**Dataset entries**
__________________________________________________

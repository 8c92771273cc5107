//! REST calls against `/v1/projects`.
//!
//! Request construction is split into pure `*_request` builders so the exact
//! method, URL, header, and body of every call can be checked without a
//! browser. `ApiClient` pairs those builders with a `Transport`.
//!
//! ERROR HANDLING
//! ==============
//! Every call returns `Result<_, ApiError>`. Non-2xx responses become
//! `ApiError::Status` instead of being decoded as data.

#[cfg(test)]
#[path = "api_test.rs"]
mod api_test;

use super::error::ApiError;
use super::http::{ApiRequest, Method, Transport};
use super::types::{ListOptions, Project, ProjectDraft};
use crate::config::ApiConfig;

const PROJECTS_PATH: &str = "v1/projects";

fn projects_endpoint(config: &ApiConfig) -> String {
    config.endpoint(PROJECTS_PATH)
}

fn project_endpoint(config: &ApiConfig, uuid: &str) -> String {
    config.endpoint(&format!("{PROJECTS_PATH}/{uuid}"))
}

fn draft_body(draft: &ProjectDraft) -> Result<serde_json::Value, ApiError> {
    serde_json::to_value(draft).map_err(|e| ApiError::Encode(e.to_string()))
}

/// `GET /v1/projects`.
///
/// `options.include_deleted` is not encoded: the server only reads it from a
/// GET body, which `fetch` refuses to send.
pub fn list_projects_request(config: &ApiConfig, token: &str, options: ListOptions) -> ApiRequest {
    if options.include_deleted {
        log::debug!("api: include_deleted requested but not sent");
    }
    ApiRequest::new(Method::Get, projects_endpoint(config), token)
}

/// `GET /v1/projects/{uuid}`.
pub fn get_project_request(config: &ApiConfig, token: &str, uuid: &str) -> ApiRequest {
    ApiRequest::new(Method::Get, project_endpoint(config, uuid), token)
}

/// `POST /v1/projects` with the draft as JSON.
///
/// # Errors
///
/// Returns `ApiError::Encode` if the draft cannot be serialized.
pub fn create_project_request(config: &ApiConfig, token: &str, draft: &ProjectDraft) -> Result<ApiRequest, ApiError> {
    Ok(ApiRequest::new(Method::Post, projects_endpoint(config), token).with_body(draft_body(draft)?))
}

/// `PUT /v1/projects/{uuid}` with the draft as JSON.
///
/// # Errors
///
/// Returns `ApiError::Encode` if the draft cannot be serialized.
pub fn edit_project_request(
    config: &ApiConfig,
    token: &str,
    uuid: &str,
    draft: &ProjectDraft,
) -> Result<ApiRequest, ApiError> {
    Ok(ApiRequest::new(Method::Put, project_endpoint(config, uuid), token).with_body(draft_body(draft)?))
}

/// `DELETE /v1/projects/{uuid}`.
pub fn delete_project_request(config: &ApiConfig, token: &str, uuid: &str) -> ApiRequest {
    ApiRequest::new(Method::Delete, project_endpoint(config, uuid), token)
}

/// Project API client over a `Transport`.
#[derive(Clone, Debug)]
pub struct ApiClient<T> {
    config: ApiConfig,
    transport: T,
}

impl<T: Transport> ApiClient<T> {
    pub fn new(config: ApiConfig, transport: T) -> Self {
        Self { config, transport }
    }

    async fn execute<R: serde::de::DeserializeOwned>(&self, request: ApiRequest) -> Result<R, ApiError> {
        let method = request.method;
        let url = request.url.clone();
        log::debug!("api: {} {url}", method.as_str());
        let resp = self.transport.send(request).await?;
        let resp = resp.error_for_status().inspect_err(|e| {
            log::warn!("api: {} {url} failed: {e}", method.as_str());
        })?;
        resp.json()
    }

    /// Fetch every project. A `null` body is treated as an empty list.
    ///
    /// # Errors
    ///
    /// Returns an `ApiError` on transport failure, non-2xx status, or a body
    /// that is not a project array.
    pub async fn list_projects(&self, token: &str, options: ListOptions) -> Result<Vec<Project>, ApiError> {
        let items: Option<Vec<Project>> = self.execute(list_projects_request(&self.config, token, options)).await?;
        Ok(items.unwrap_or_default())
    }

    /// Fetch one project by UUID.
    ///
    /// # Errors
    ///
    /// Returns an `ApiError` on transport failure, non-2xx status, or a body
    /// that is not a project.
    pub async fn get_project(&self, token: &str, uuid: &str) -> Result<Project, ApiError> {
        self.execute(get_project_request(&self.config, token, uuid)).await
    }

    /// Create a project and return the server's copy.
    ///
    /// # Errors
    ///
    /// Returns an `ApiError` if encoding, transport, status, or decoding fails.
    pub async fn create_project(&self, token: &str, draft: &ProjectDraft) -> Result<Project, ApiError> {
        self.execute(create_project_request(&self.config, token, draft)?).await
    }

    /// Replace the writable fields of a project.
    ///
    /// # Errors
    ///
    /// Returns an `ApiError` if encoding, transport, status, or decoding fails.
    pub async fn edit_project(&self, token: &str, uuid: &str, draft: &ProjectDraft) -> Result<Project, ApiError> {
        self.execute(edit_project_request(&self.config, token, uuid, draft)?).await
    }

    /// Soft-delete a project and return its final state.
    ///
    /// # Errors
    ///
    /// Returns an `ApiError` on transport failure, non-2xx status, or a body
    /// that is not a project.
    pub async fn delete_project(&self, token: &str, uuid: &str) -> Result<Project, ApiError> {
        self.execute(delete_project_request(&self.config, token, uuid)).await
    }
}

__________________________________________________

**Exercise description**
Please reply with an exact copy of the lines above, starting at the first and ending at the line that holds "Non-2xx responses become".

**Reply to the exercise**
repository 8c92771273cc5107
//! REST calls against `/v1/projects`.
//!
//! Request construction is split into pure `*_request` builders so the exact
//! method, URL, header, and body of every call can be checked without a
//! browser. `ApiClient` pairs those builders with a `Transport`.
//!
//! ERROR HANDLING
//! ==============
//! Every call returns `Result<_, ApiError>`. Non-2xx responses become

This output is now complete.